Countywide, the council has about 46 members who’ve undertaken the project for the past 10 years. It’s part of their effort to encourage parents to read to their children and spend high-quality time with their families, DeGroot said.

The “Day of the Family” is an effort of the National Association for Family and Community Education Literacy Program, and the “Books for Newborns” project is aimed at promoting reading skills while putting books into the hands of families, she said.

DeGroot, who has been involved in the books project for about six years, was joined at Oaklawn by Linda Huckfeldt, also of Olivet.

“Too many families sit around and play with their smartphones. They don’t talk,” said Huckfeldt, who was making her first visit to a hospital under the project’s auspices. “I hope something like this will get them together a little bit more.”

At Oaklawn, DeGroot and Huckfeldt dropped in on Scott Nielsen and Cheryl Taylor of Battle Creek, whose son Brody Nielsen was born May 12 in the Birth Center. There, they presented a children’s book about lambs for the parents to read to Brody as he grows up.

Among books donated to Oaklawn for the project were such titles as “The Giggle Monster,” “Cody Finds Colors,” “Rainy Day Friends,” “Little Boy Blue,” “This Little Piggy,” “Words of Wonder,” “Who’s Laughing?” and many more.

Even more books were donated to other nearby hospitals and physicians’ offices, DeGroot said – all with a budget of just one hundred dollars.
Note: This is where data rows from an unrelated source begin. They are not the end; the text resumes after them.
//! Encrypted peer connections over TCP (or any async byte stream).
//!
//! On connect, each side writes its raw 32-byte ephemeral X25519 public key
//! and reads the peer's; directional AEAD keys are derived from the shared
//! secret. After the exchange, all traffic is `u32 BE length ‖ ciphertext ‖
//! tag` frames carrying wire-protocol messages.

use std::net::SocketAddr;
use std::time::Duration;

use rand::rngs::OsRng;
use strand_protocol::wire::{Message, WireError};
use tokio::io::{AsyncRead, AsyncReadExt, AsyncWrite, AsyncWriteExt};
use tokio::net::TcpStream;
use x25519_dalek::{EphemeralSecret, PublicKey};

use crate::codec::{derive_session_keys, CodecError, FrameCrypto, Role, MAX_FRAME_LEN, TAG_LEN};

/// Deadline covering TCP connect plus the key exchange.
pub const HANDSHAKE_TIMEOUT: Duration = Duration::from_secs(10);

/// An authenticated, encrypted message stream.
///
/// Generic over the underlying stream so tests can run over
/// `tokio::io::duplex` pairs instead of real sockets.
pub struct SecureStream<S> {
    stream: S,
    crypto: FrameCrypto,
}

/// Perform the two-message key exchange over an established stream.
pub async fn handshake<S>(mut stream: S, role: Role) -> Result<SecureStream<S>, TransportError>
where
    S: AsyncRead + AsyncWrite + Unpin,
{
    let secret = EphemeralSecret::random_from_rng(OsRng);
    let public = PublicKey::from(&secret);

    stream.write_all(public.as_bytes()).await?;
    stream.flush().await?;

    let mut remote = [0u8; 32];
    stream.read_exact(&mut remote).await?;

    let shared = secret.diffie_hellman(&PublicKey::from(remote));
    if !shared.was_contributory() {
        return Err(TransportError::Handshake);
    }

    let keys = derive_session_keys(shared.as_bytes(), role);
    Ok(SecureStream {
        stream,
        crypto: FrameCrypto::new(&keys),
    })
}

/// Connect and handshake under [`HANDSHAKE_TIMEOUT`].
pub async fn connect(addr: SocketAddr) -> Result<SecureStream<TcpStream>, TransportError> {
    connect_with_timeout(addr, HANDSHAKE_TIMEOUT).await
}

/// Connect and handshake under an explicit deadline.
pub async fn connect_with_timeout(
    addr: SocketAddr,
    deadline: Duration,
) -> Result<SecureStream<TcpStream>, TransportError> {
    tokio::time::timeout(deadline, async {
        let stream = TcpStream::connect(addr).await?;
        handshake(stream, Role::Initiator).await
    })
    .await
    .map_err(|_| TransportError::Timeout)?
}

impl<S> SecureStream<S>
where
    S: AsyncRead + AsyncWrite + Unpin,
{
    /// Encrypt and send one message. Delivery order matches send order.
    pub async fn send(&mut self, msg: &Message) -> Result<(), TransportError> {
        let frame = self.crypto.seal(&msg.encode())?;
        if frame.len() > MAX_FRAME_LEN as usize {
            return Err(TransportError::FrameTooLarge(frame.len()));
        }
        self.stream.write_u32(frame.len() as u32).await?;
        self.stream.write_all(&frame).await?;
        self.stream.flush().await?;
        Ok(())
    }

    /// Receive the next message.
    ///
    /// Unknown opcodes are logged and skipped without closing the connection;
    /// authentication failures are fatal.
    pub async fn recv(&mut self) -> Result<Message, TransportError> {
        loop {
            let len = self.stream.read_u32().await? as usize;
            if len > MAX_FRAME_LEN as usize {
                return Err(TransportError::FrameTooLarge(len));
            }
            if len < TAG_LEN {
                return Err(TransportError::Auth);
            }
            let mut frame = vec![0u8; len];
            self.stream.read_exact(&mut frame).await?;
            let plain = self.crypto.open(&frame)?;
            match Message::decode(&plain) {
                Ok(msg) => return Ok(msg),
                Err(WireError::UnknownOpcode(opcode)) => {
                    tracing::debug!(opcode, "ignoring unknown opcode");
                }
                Err(e) => return Err(TransportError::Wire(e)),
            }
        }
    }

    /// Frames sent since the handshake.
    pub fn frames_sent(&self) -> u64 {
        self.crypto.frames_sealed()
    }

    /// Frames received since the handshake.
    pub fn frames_received(&self) -> u64 {
        self.crypto.frames_opened()
    }

    /// Shut down the underlying stream. Idempotent; errors are ignored
    /// because the peer may already be gone.
    pub async fn close(&mut self) {
        let _ = self.stream.shutdown().await;
    }

    pub(crate) fn from_parts(stream: S, crypto: FrameCrypto) -> Self {
        Self { stream, crypto }
    }
}

/// Transport failure. All variants are fatal for the connection they occur
/// on; callers recover by trying another peer.
#[derive(Debug, thiserror::Error)]
pub enum TransportError {
    #[error("socket error: {0}")]
    Io(#[from] std::io::Error),
    #[error("frame authentication failed")]
    Auth,
    #[error("nonce counter exhausted")]
    NonceExhausted,
    #[error("frame length {0} exceeds limit")]
    FrameTooLarge(usize),
    #[error("key exchange was not contributory")]
    Handshake,
    #[error("timed out")]
    Timeout,
    #[error("protocol error: {0}")]
    Wire(#[from] WireError),
}

impl From<CodecError> for TransportError {
    fn from(e: CodecError) -> Self {
        match e {
            CodecError::AuthFailed => TransportError::Auth,
            CodecError::NonceExhausted => TransportError::NonceExhausted,
        }
    }
}
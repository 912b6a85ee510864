//! Blob storage, ingest, download orchestration, and serving.

pub mod download;
pub mod ingest;
pub mod server;
pub mod store;

pub use download::{DownloadEvent, DownloadSnapshot, Downloader};
pub use ingest::{ingest_file, reassemble, IngestError, IngestOutcome};
pub use server::{BlobServer, PublishReceived, RunningServer};
pub use store::{BlobInfo, BlobStore, StoreError};
//! Content-addressed blob storage: encrypted blob files plus a SQLite index.
//!
//! Blobs are stored at `<dir>/<hex_id>` and indexed in `<dir>/index.db` with
//! their size and insertion time. Inserts are atomic (temp file, fsync,
//! rename) and idempotent. A bounded capacity evicts oldest-first.

use std::path::{Path, PathBuf};
use std::sync::Mutex;
use std::time::{SystemTime, UNIX_EPOCH};

use rusqlite::Connection;
use strand_protocol::types::BlobId;

/// Metadata for one stored blob.
#[derive(Debug, Clone, PartialEq, Eq)]
pub struct BlobInfo {
    pub id: BlobId,
    pub size: u64,
    /// Unix seconds at insertion.
    pub added_at: i64,
}

/// Content-addressed store of opaque (encrypted) blob bytes.
pub struct BlobStore {
    dir: PathBuf,
    conn: Mutex<Connection>,
    capacity: u64,
}

impl BlobStore {
    /// Open (or create) a store rooted at `dir` with a byte capacity.
    ///
    /// Reconciles the index with the directory: rows whose file vanished are
    /// dropped, untracked files with valid hex names are adopted.
    pub fn open(dir: PathBuf, capacity: u64) -> Result<Self, StoreError> {
        std::fs::create_dir_all(&dir)?;
        let conn = Connection::open(dir.join("index.db"))?;
        conn.execute_batch(
            "CREATE TABLE IF NOT EXISTS blobs (
                id TEXT PRIMARY KEY,
                size INTEGER NOT NULL,
                added_at INTEGER NOT NULL
            );",
        )?;

        let store = Self {
            dir,
            conn: Mutex::new(conn),
            capacity,
        };
        store.reconcile()?;
        tracing::info!(
            dir = %store.dir.display(),
            blobs = store.count()?,
            capacity,
            "blob store opened"
        );
        Ok(store)
    }

    /// Insert blob bytes, returning their id. Idempotent: re-inserting an
    /// existing blob is a no-op.
    pub fn insert(&self, bytes: &[u8]) -> Result<BlobId, StoreError> {
        let id = BlobId::of(bytes);
        if self.contains(&id)? {
            return Ok(id);
        }
        self.make_room(bytes.len() as u64)?;

        let final_path = self.blob_path(&id);
        let tmp_path = self.dir.join(format!(".{}.tmp", id.to_hex()));
        {
            use std::io::Write;
            let mut file = std::fs::File::create(&tmp_path)?;
            file.write_all(bytes)?;
            file.sync_all()?;
        }
        std::fs::rename(&tmp_path, &final_path)?;

        self.index_insert(&id, bytes.len() as u64)?;
        tracing::debug!(blob_id = %id, size = bytes.len(), "blob inserted");
        Ok(id)
    }

    /// Adopt an already-written file as blob `id` by renaming it into the
    /// store. The contents are re-hashed; a mismatch removes the file and
    /// fails.
    pub fn insert_from_file(&self, id: BlobId, path: &Path) -> Result<(), StoreError> {
        let bytes = std::fs::read(path)?;
        if BlobId::of(&bytes) != id {
            let _ = std::fs::remove_file(path);
            return Err(StoreError::Corrupt(id));
        }
        if self.contains(&id)? {
            let _ = std::fs::remove_file(path);
            return Ok(());
        }
        self.make_room(bytes.len() as u64)?;
        std::fs::rename(path, self.blob_path(&id))?;
        self.index_insert(&id, bytes.len() as u64)?;
        tracing::debug!(blob_id = %id, size = bytes.len(), "blob adopted");
        Ok(())
    }

    /// Read blob bytes, or `None` if absent.
    pub fn get(&self, id: &BlobId) -> Result<Option<Vec<u8>>, StoreError> {
        match std::fs::read(self.blob_path(id)) {
            Ok(bytes) => Ok(Some(bytes)),
            Err(e) if e.kind() == std::io::ErrorKind::NotFound => Ok(None),
            Err(e) => Err(e.into()),
        }
    }

    pub fn contains(&self, id: &BlobId) -> Result<bool, StoreError> {
        let conn = self.conn.lock().unwrap();
        let mut stmt = conn.prepare("SELECT 1 FROM blobs WHERE id = ?1")?;
        Ok(stmt.exists([id.to_hex()])?)
    }

    /// Remove a blob. Returns whether it was present.
    pub fn remove(&self, id: &BlobId) -> Result<bool, StoreError> {
        let removed = {
            let conn = self.conn.lock().unwrap();
            conn.execute("DELETE FROM blobs WHERE id = ?1", [id.to_hex()])? > 0
        };
        match std::fs::remove_file(self.blob_path(id)) {
            Ok(()) => {}
            Err(e) if e.kind() == std::io::ErrorKind::NotFound => {}
            Err(e) => return Err(e.into()),
        }
        Ok(removed)
    }

    /// Enumerate stored blobs, oldest first.
    pub fn list(&self) -> Result<Vec<BlobInfo>, StoreError> {
        let conn = self.conn.lock().unwrap();
        let mut stmt =
            conn.prepare("SELECT id, size, added_at FROM blobs ORDER BY added_at, rowid")?;
        let rows = stmt.query_map([], |row| {
            Ok((
                row.get::<_, String>(0)?,
                row.get::<_, i64>(1)?,
                row.get::<_, i64>(2)?,
            ))
        })?;
        let mut infos = Vec::new();
        for row in rows {
            let (hex, size, added_at) = row?;
            let id = BlobId::from_hex(&hex).map_err(|_| StoreError::BadIndexEntry(hex))?;
            infos.push(BlobInfo {
                id,
                size: size as u64,
                added_at,
            });
        }
        Ok(infos)
    }

    /// Total bytes currently stored.
    pub fn total_size(&self) -> Result<u64, StoreError> {
        let conn = self.conn.lock().unwrap();
        let total: i64 =
            conn.query_row("SELECT COALESCE(SUM(size), 0) FROM blobs", [], |r| r.get(0))?;
        Ok(total as u64)
    }

    pub fn count(&self) -> Result<u64, StoreError> {
        let conn = self.conn.lock().unwrap();
        let count: i64 = conn.query_row("SELECT COUNT(*) FROM blobs", [], |r| r.get(0))?;
        Ok(count as u64)
    }

    pub fn capacity(&self) -> u64 {
        self.capacity
    }

    /// Re-hash every indexed blob; files whose contents no longer match their
    /// id are renamed to `<hex>.quarantine` and dropped from the index.
    /// Returns how many were quarantined.
    pub fn verify_all(&self) -> Result<usize, StoreError> {
        let mut quarantined = 0;
        for info in self.list()? {
            let path = self.blob_path(&info.id);
            let bytes = match std::fs::read(&path) {
                Ok(bytes) => bytes,
                Err(e) if e.kind() == std::io::ErrorKind::NotFound => {
                    self.index_remove(&info.id)?;
                    continue;
                }
                Err(e) => return Err(e.into()),
            };
            if BlobId::of(&bytes) != info.id {
                tracing::warn!(blob_id = %info.id, "quarantining corrupted blob");
                std::fs::rename(&path, self.dir.join(format!("{}.quarantine", info.id.to_hex())))?;
                self.index_remove(&info.id)?;
                quarantined += 1;
            }
        }
        Ok(quarantined)
    }

    fn blob_path(&self, id: &BlobId) -> PathBuf {
        self.dir.join(id.to_hex())
    }

    /// Evict oldest blobs until `incoming` fits. A blob that can never fit
    /// fails with `StoreFull` without evicting anything.
    fn make_room(&self, incoming: u64) -> Result<(), StoreError> {
        if incoming > self.capacity {
            return Err(StoreError::StoreFull);
        }
        while self.total_size()? + incoming > self.capacity {
            let oldest = {
                let conn = self.conn.lock().unwrap();
                conn.query_row(
                    "SELECT id FROM blobs ORDER BY added_at, rowid LIMIT 1",
                    [],
                    |r| r.get::<_, String>(0),
                )?
            };
            let id = BlobId::from_hex(&oldest).map_err(|_| StoreError::BadIndexEntry(oldest))?;
            tracing::info!(blob_id = %id, "evicting blob to make room");
            self.remove(&id)?;
        }
        Ok(())
    }

    fn index_insert(&self, id: &BlobId, size: u64) -> Result<(), StoreError> {
        let conn = self.conn.lock().unwrap();
        conn.execute(
            "INSERT OR REPLACE INTO blobs (id, size, added_at) VALUES (?1, ?2, ?3)",
            rusqlite::params![id.to_hex(), size as i64, unix_now()],
        )?;
        Ok(())
    }

    fn index_remove(&self, id: &BlobId) -> Result<(), StoreError> {
        let conn = self.conn.lock().unwrap();
        conn.execute("DELETE FROM blobs WHERE id = ?1", [id.to_hex()])?;
        Ok(())
    }

    /// Drop index rows without files; adopt hex-named files without rows.
    fn reconcile(&self) -> Result<(), StoreError> {
        for info in self.list()? {
            if !self.blob_path(&info.id).exists() {
                tracing::warn!(blob_id = %info.id, "indexed blob missing on disk, dropping");
                self.index_remove(&info.id)?;
            }
        }
        for entry in std::fs::read_dir(&self.dir)? {
            let entry = entry?;
            let name = entry.file_name();
            let Some(name) = name.to_str() else { continue };
            let Ok(id) = BlobId::from_hex(name) else { continue };
            if !self.contains(&id)? {
                let size = entry.metadata()?.len();
                tracing::info!(blob_id = %id, size, "adopting untracked blob file");
                self.index_insert(&id, size)?;
            }
        }
        Ok(())
    }
}

fn unix_now() -> i64 {
    SystemTime::now()
        .duration_since(UNIX_EPOCH)
        .map(|d| d.as_secs() as i64)
        .unwrap_or(0)
}

/// Blob store failure.
#[derive(Debug, thiserror::Error)]
pub enum StoreError {
    #[error("blob store is full")]
    StoreFull,
    #[error("blob {0} contents do not match its id")]
    Corrupt(BlobId),
    #[error("corrupted index entry: {0}")]
    BadIndexEntry(String),
    #[error("io error: {0}")]
    Io(#[from] std::io::Error),
    #[error("index error: {0}")]
    Index(#[from] rusqlite::Error),
}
“We went to the dollar stores in Battle Creek, Charlotte and Olivet and sorted through those we thought would be of interest to parents and kids,” DeGroot said, who shares the chairman’s role with Gloria Crandall of Battle Creek, president of the county organization.

Another council member is Ruth Albaugh, chair of the Oaklawn Hospital Auxiliary’s fundraising committee, who helped to coordinate the recent visit to the hospital’s Birth Center.

Funds for the books are raised over the course of the year through other projects, which include the group’s Bingo tent at the Calhoun County Fair.

The council also conducts a variety of other community-oriented projects, including student essay contests, blanket donations for foster children, speaker presentations and fresh water donations in foreign countries.